EXERCISE PROMPT: Transcribe all the entries that follow, leaving nothing out.

DATASET CONTENT:
--*--
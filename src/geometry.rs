//! CPU-side geometry.
//!
//! [`Geometry`] is the passive data model shared by the procedural
//! generators, the ASE importer and the buffer uploader. It holds one array
//! per vertex attribute plus an index array. Non-position attributes are
//! either empty or exactly as long as the position array.

use glam::{Vec2, Vec3, Vec4};

use crate::error::{MeshError, Result};

/// Vertex attribute arrays and indices of a mesh.
#[derive(Debug, Clone, Default, PartialEq)]
pub struct Geometry {
    pub positions: Vec<Vec3>,
    pub normals: Vec<Vec3>,
    pub uvs: Vec<Vec2>,
    pub colors: Vec<Vec4>,
    pub indices: Vec<u32>,
}

impl Geometry {
    pub fn new() -> Self {
        Self::default()
    }

    /// Empties all five arrays.
    pub fn clear(&mut self) {
        self.positions.clear();
        self.normals.clear();
        self.uvs.clear();
        self.colors.clear();
        self.indices.clear();
    }

    pub fn vertex_count(&self) -> usize {
        self.positions.len()
    }

    pub fn is_empty(&self) -> bool {
        self.positions.is_empty()
    }

    /// Checks that every non-empty attribute matches the position count and
    /// that every index points at an existing vertex.
    pub fn validate(&self) -> Result<()> {
        let expected = self.positions.len();
        let lengths = [
            ("normal", self.normals.len()),
            ("uv", self.uvs.len()),
            ("color", self.colors.len()),
        ];
        for (attribute, len) in lengths {
            if len != 0 && len != expected {
                return Err(MeshError::AttributeLength {
                    attribute,
                    len,
                    expected,
                });
            }
        }

        if let Some(&index) = self.indices.iter().find(|&&i| i as usize >= expected) {
            return Err(MeshError::IndexOutOfRange {
                what: "element",
                index: index as i64,
                len: expected,
            });
        }

        Ok(())
    }

    /// Replaces an empty index array with `0..vertex_count`, so a
    /// face-ordered vertex stream can go through the indexed draw path.
    /// Returns `true` if indices were generated.
    pub fn fill_sequential_indices(&mut self) -> bool {
        if !self.indices.is_empty() {
            return false;
        }
        self.indices.extend(0..index_limit(self.positions.len()));
        true
    }
}

/// Converts a vertex count to the exclusive end of a `u32` index range.
///
/// # Panics
///
/// Panics if the vertices cannot all be addressed by a `u32` index.
fn index_limit(vertex_count: usize) -> u32 {
    u32::try_from(vertex_count).expect("Mesh has more vertices than a u32 index can address")
}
--*--
OUTPUT BELOW:
filename src/geometry.rs
//! CPU-side geometry.
//!
//! [`Geometry`] is the passive data model shared by the procedural
//! generators, the ASE importer and the buffer uploader. It holds one array
//! per vertex attribute plus an index array. Non-position attributes are
//! either empty or exactly as long as the position array.

use glam::{Vec2, Vec3, Vec4};

use crate::error::{MeshError, Result};

/// Vertex attribute arrays and indices of a mesh.
#[derive(Debug, Clone, Default, PartialEq)]
pub struct Geometry {
    pub positions: Vec<Vec3>,
    pub normals: Vec<Vec3>,
    pub uvs: Vec<Vec2>,
    pub colors: Vec<Vec4>,
    pub indices: Vec<u32>,
}

impl Geometry {
    pub fn new() -> Self {
        Self::default()
    }

    /// Empties all five arrays.
    pub fn clear(&mut self) {
        self.positions.clear();
        self.normals.clear();
        self.uvs.clear();
        self.colors.clear();
        self.indices.clear();
    }

    pub fn vertex_count(&self) -> usize {
        self.positions.len()
    }

    pub fn is_empty(&self) -> bool {
        self.positions.is_empty()
    }

    /// Checks that every non-empty attribute matches the position count and
    /// that every index points at an existing vertex.
    pub fn validate(&self) -> Result<()> {
        let expected = self.positions.len();
        let lengths = [
            ("normal", self.normals.len()),
            ("uv", self.uvs.len()),
            ("color", self.colors.len()),
        ];
        for (attribute, len) in lengths {
            if len != 0 && len != expected {
                return Err(MeshError::AttributeLength {
                    attribute,
                    len,
                    expected,
                });
            }
        }

        if let Some(&index) = self.indices.iter().find(|&&i| i as usize >= expected) {
            return Err(MeshError::IndexOutOfRange {
                what: "element",
                index: index as i64,
                len: expected,
            });
        }

        Ok(())
    }

    /// Replaces an empty index array with `0..vertex_count`, so a
    /// face-ordered vertex stream can go through the indexed draw path.
    /// Returns `true` if indices were generated.
    pub fn fill_sequential_indices(&mut self) -> bool {
        if !self.indices.is_empty() {
            return false;
        }
        self.indices.extend(0..index_limit(self.positions.len()));
        true
    }
}

/// Converts a vertex count to the exclusive end of a `u32` index range.
///
/// # Panics
///
/// Panics if the vertices cannot all be addressed by a `u32` index.
fn index_limit(vertex_count: usize) -> u32 {
    u32::try_from(vertex_count).expect("Mesh has more vertices than a u32 index can address")
}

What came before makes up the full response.